* THE TASK *
Once you have located the line containing "for DOCX, plain" in the material below, return it exactly along with each line after it through the line containing "Upper bound on".

* GIVEN RECORDS *
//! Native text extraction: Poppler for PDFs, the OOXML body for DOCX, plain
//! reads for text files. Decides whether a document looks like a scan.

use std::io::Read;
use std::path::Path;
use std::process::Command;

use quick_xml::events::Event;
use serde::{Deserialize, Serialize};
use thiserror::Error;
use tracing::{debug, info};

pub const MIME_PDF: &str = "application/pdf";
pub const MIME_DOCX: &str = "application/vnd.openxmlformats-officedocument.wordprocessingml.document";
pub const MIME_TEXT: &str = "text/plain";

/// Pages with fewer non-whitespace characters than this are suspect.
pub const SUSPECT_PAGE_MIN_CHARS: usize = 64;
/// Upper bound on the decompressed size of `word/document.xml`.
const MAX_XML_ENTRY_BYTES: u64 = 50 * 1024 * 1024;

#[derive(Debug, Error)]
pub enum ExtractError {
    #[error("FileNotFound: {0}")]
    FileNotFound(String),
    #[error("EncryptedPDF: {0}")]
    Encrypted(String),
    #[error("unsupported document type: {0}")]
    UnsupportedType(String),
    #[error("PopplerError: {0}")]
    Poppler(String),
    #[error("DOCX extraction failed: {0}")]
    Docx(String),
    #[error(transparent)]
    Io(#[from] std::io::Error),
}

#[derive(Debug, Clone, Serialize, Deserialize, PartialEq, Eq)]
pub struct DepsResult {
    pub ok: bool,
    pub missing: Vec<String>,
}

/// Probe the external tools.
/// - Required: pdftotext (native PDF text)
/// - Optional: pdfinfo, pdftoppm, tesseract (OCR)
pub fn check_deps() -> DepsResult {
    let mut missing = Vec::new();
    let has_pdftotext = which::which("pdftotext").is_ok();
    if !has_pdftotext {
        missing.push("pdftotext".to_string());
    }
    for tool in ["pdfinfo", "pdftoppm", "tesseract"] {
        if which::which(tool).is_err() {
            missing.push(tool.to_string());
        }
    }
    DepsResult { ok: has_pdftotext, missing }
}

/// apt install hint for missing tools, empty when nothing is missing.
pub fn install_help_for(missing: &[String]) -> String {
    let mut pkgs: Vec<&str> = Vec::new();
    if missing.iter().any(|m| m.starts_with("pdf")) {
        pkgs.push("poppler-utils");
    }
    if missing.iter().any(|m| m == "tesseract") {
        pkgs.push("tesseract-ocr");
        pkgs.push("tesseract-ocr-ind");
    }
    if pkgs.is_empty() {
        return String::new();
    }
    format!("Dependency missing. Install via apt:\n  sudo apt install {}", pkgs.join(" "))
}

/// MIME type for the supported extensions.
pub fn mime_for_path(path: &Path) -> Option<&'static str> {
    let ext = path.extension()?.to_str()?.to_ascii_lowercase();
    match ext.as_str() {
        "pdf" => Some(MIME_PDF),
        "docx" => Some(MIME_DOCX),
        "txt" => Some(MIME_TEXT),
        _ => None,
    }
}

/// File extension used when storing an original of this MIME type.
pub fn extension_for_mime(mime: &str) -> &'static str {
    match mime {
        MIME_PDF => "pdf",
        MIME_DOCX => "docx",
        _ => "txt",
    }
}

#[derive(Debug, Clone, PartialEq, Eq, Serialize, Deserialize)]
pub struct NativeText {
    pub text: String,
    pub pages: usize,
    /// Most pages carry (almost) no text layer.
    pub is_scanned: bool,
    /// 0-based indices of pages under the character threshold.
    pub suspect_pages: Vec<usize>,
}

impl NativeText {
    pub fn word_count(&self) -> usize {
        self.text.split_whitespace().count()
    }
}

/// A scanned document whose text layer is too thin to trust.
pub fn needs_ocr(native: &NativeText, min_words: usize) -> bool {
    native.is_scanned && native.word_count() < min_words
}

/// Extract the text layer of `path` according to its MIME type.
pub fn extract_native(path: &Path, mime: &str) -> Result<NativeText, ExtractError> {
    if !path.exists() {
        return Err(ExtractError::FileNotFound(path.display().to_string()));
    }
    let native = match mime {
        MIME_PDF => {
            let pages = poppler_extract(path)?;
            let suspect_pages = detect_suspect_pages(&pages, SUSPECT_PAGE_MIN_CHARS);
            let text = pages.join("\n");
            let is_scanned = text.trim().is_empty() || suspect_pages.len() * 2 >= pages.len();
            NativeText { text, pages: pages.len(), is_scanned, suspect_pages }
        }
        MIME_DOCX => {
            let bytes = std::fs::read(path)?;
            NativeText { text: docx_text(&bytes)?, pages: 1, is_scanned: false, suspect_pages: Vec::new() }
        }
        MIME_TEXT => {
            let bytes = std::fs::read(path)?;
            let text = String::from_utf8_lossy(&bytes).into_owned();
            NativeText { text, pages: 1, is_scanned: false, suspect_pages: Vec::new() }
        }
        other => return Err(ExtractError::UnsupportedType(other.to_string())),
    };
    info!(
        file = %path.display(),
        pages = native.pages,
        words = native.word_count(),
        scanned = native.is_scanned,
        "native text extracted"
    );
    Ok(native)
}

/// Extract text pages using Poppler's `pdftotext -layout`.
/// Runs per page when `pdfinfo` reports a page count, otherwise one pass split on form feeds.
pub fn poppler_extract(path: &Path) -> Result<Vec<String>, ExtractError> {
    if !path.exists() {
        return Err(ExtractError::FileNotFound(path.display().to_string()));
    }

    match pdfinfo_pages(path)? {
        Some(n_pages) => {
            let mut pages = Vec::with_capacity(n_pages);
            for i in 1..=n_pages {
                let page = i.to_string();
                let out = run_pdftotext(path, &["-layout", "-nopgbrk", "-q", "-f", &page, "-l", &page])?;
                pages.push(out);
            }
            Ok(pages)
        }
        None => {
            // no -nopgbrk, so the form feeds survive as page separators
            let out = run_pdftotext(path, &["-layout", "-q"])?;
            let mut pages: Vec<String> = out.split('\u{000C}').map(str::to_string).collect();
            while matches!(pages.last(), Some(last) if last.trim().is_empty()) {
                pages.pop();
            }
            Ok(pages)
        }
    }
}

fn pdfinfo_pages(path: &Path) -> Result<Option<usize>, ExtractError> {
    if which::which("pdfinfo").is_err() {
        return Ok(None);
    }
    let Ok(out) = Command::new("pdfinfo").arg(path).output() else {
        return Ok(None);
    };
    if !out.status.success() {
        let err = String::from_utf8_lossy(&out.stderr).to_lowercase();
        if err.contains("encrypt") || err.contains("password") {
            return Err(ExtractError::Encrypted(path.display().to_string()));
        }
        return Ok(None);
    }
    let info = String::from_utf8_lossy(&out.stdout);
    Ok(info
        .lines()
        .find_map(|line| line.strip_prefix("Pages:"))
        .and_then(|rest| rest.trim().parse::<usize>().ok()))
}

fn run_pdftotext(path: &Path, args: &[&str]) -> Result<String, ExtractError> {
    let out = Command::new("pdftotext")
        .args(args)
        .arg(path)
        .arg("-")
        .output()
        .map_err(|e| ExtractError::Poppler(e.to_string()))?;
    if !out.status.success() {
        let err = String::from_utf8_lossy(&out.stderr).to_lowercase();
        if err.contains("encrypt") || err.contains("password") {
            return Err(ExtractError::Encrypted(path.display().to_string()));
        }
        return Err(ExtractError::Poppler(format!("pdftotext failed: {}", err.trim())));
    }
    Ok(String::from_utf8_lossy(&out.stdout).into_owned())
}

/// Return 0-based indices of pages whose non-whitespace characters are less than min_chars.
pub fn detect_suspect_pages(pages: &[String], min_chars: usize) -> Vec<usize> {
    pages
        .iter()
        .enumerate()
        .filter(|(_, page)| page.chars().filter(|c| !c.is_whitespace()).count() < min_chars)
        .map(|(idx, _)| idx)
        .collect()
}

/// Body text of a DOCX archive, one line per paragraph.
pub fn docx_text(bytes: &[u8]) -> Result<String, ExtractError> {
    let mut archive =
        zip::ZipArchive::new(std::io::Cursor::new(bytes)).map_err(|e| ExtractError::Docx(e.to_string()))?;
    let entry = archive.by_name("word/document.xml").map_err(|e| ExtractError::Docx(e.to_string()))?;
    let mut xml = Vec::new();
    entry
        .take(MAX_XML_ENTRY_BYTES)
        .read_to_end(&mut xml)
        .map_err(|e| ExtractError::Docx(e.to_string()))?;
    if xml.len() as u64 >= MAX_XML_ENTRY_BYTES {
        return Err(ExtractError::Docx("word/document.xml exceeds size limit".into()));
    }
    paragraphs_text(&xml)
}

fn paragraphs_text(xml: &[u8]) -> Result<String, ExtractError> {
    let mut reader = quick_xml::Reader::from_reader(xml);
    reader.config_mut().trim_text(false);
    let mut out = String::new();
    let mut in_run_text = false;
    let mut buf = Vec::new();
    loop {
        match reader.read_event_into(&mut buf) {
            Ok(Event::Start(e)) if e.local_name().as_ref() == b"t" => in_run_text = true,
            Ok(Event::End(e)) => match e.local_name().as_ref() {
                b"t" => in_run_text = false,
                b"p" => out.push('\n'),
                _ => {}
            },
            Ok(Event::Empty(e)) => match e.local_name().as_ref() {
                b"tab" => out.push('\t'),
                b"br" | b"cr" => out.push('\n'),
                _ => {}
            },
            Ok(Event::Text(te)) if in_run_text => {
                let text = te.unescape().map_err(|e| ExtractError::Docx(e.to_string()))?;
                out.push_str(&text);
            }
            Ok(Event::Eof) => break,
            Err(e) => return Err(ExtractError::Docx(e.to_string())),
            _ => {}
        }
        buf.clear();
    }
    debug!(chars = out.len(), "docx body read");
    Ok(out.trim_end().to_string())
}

==

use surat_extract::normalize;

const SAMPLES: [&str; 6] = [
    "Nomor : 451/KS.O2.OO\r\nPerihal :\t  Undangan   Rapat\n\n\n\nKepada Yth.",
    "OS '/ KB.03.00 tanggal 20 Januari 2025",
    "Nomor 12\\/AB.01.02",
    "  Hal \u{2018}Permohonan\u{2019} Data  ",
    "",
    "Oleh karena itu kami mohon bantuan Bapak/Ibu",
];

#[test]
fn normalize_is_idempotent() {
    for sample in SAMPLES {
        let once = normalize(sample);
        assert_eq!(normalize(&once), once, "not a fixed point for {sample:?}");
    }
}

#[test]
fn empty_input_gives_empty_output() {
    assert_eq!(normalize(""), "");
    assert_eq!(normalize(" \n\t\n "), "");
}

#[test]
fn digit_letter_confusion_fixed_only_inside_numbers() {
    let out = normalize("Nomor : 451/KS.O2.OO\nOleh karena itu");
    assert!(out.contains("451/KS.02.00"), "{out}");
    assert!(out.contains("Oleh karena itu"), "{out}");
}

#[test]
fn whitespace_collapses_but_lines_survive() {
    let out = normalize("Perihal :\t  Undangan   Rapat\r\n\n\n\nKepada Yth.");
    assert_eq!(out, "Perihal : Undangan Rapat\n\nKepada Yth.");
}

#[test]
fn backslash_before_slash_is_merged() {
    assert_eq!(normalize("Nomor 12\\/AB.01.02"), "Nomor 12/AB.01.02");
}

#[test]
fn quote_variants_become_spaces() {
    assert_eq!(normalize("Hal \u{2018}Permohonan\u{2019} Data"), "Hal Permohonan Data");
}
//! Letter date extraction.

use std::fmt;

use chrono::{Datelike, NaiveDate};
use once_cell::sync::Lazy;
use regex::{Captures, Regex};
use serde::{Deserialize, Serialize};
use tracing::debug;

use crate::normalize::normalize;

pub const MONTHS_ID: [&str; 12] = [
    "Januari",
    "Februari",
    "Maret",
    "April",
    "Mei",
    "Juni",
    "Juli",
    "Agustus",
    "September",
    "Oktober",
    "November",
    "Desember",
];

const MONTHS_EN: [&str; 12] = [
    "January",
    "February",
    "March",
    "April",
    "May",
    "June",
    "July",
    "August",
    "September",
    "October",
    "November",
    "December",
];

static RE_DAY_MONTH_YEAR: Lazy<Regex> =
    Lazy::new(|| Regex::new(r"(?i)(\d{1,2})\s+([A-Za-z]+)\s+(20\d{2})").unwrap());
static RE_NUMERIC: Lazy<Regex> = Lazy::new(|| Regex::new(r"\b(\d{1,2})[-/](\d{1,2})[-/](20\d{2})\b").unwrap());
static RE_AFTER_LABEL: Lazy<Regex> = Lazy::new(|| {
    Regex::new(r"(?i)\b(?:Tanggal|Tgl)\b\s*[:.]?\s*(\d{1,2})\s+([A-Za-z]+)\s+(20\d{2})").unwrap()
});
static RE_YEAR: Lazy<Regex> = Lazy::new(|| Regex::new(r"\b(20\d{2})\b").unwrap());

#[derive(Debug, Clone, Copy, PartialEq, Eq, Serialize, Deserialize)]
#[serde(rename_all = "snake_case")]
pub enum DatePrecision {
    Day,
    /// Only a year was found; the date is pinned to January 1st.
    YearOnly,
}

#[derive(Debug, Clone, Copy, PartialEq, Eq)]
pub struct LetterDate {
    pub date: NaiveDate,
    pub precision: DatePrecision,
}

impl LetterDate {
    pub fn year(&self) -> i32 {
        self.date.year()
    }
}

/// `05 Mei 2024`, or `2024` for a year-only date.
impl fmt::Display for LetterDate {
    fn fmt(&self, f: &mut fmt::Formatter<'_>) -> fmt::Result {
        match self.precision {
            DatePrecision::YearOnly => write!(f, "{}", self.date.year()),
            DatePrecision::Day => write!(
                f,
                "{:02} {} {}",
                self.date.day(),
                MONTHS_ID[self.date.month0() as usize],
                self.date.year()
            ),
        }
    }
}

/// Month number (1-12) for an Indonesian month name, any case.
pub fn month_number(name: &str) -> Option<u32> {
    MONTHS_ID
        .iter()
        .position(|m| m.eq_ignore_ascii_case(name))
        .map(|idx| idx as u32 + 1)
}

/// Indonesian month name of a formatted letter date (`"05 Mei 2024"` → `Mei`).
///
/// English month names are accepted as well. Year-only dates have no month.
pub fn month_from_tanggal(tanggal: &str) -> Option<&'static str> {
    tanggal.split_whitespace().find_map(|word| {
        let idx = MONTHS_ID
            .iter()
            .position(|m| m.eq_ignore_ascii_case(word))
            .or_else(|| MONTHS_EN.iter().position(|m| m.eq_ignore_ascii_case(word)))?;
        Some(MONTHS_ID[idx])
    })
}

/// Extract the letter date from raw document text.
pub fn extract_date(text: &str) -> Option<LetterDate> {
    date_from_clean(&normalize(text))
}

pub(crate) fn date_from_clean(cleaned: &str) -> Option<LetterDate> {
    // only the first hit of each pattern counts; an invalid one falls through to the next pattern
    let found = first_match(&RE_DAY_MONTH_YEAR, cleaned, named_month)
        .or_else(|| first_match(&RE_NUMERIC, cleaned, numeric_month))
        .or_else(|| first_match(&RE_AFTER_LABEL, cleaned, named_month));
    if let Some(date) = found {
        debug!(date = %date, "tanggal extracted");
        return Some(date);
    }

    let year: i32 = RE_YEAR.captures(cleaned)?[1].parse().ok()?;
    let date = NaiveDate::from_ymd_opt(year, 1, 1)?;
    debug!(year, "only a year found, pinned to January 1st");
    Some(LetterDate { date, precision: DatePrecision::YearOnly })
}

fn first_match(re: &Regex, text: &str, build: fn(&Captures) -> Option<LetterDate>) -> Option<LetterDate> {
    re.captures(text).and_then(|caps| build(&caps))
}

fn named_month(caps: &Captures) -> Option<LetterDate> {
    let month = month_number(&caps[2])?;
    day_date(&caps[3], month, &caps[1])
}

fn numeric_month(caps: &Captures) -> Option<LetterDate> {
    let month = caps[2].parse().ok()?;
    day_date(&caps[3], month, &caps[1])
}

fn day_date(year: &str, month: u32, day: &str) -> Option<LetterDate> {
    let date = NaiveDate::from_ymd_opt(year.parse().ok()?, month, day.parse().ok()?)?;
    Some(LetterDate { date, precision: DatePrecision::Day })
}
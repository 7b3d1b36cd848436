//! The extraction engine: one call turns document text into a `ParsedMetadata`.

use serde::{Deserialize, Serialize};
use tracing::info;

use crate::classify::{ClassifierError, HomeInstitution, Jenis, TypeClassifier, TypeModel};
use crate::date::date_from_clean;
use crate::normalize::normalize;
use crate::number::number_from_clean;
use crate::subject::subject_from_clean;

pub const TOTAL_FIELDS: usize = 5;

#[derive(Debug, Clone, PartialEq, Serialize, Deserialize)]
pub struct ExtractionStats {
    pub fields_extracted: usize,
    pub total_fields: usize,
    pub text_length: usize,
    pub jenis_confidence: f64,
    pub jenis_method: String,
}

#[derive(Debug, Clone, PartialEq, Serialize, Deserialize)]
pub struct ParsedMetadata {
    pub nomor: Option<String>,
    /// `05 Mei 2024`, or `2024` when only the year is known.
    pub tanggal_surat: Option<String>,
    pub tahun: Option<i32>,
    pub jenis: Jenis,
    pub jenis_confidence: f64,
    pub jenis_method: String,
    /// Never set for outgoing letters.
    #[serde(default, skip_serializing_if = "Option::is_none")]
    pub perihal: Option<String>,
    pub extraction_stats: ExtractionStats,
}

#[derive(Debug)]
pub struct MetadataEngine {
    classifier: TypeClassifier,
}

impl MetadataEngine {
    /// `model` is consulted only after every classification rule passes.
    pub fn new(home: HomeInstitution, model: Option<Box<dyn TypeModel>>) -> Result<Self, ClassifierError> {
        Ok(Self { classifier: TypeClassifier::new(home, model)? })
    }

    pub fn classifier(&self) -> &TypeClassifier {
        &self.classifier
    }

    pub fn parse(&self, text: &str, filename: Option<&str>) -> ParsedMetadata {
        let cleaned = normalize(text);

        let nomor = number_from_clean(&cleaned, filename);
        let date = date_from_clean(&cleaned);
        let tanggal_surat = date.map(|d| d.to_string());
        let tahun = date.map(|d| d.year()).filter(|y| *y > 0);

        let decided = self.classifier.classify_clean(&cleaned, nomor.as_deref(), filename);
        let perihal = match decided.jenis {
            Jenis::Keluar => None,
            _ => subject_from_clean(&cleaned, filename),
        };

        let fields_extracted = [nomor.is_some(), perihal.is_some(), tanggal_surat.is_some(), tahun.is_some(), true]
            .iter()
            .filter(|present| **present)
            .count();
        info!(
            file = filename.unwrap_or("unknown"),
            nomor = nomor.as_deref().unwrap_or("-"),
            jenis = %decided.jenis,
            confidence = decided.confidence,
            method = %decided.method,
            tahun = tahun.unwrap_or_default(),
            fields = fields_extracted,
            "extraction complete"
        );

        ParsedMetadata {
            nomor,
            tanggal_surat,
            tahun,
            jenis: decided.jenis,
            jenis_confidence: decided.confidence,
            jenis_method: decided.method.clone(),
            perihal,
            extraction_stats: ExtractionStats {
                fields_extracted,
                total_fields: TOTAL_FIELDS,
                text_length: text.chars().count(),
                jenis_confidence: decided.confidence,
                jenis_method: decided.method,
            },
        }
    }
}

==

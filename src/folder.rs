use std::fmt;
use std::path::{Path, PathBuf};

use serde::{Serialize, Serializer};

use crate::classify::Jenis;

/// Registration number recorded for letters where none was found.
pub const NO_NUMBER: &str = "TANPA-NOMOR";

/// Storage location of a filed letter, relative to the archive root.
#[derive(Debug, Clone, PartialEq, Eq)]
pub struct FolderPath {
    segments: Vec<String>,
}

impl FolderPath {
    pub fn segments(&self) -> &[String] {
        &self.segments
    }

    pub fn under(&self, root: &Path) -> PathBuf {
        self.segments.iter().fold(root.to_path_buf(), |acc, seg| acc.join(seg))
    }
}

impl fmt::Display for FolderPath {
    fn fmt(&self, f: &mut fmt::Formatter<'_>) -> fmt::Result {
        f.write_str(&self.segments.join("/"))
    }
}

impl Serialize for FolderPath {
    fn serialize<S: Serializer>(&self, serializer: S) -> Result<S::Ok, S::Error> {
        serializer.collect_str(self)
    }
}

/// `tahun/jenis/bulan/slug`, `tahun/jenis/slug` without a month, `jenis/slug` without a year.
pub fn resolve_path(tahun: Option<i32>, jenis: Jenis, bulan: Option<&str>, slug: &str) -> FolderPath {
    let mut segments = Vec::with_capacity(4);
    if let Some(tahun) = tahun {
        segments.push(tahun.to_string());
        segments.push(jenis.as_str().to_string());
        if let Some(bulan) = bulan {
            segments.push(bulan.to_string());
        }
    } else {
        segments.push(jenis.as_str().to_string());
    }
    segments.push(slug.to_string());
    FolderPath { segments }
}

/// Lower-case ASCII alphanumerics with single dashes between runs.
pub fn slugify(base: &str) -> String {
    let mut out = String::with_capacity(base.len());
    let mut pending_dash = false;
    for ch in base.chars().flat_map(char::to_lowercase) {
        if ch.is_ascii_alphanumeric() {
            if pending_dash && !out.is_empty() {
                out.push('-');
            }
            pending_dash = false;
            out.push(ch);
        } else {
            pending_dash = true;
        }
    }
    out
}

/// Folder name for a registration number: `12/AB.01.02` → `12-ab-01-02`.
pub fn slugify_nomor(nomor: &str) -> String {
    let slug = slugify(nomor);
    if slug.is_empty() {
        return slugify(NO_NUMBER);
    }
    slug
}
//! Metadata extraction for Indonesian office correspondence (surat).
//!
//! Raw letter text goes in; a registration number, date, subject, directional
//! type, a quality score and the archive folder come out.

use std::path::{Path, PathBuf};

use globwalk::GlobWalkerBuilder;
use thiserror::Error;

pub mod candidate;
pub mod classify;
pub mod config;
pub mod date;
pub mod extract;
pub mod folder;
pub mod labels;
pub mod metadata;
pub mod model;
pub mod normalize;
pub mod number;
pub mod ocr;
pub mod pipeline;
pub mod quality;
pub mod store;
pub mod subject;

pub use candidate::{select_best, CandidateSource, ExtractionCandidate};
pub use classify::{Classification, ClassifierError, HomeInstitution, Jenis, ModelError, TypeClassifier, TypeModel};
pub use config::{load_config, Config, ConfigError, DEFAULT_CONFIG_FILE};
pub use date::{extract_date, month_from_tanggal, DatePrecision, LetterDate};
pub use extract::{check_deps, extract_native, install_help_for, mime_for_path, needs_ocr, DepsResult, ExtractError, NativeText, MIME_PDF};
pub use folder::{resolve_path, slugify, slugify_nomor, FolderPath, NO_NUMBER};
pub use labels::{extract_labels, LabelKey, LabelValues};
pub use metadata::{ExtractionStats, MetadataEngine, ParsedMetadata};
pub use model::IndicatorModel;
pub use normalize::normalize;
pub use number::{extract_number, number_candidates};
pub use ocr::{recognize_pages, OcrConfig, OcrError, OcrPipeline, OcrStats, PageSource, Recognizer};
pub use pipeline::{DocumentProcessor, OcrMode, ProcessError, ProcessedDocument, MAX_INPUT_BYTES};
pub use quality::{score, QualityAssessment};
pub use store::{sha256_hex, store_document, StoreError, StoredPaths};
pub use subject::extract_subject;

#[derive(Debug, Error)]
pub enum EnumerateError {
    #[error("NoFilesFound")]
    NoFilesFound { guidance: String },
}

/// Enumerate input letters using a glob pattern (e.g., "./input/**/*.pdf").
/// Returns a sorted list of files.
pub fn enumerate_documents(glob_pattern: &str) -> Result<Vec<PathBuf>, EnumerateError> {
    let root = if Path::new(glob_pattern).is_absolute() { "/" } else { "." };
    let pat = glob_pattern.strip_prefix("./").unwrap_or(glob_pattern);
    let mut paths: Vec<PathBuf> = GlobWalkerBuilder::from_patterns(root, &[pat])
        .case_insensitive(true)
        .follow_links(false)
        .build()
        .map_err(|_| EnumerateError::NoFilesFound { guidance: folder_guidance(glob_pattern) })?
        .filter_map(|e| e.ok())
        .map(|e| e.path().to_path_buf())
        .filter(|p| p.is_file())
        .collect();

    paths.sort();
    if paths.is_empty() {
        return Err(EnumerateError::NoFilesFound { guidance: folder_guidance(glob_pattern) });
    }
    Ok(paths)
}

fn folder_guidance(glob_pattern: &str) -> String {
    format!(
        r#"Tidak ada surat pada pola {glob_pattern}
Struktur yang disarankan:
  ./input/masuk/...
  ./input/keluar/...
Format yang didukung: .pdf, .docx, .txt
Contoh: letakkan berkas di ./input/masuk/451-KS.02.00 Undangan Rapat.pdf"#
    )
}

* SOLUTION TO THIS TASK *
//! Native text extraction: Poppler for PDFs, the OOXML body for DOCX, plain
//! reads for text files. Decides whether a document looks like a scan.

use std::io::Read;
use std::path::Path;
use std::process::Command;

use quick_xml::events::Event;
use serde::{Deserialize, Serialize};
use thiserror::Error;
use tracing::{debug, info};

pub const MIME_PDF: &str = "application/pdf";
pub const MIME_DOCX: &str = "application/vnd.openxmlformats-officedocument.wordprocessingml.document";
pub const MIME_TEXT: &str = "text/plain";

/// Pages with fewer non-whitespace characters than this are suspect.
pub const SUSPECT_PAGE_MIN_CHARS: usize = 64;
/// Upper bound on the decompressed size of `word/document.xml`.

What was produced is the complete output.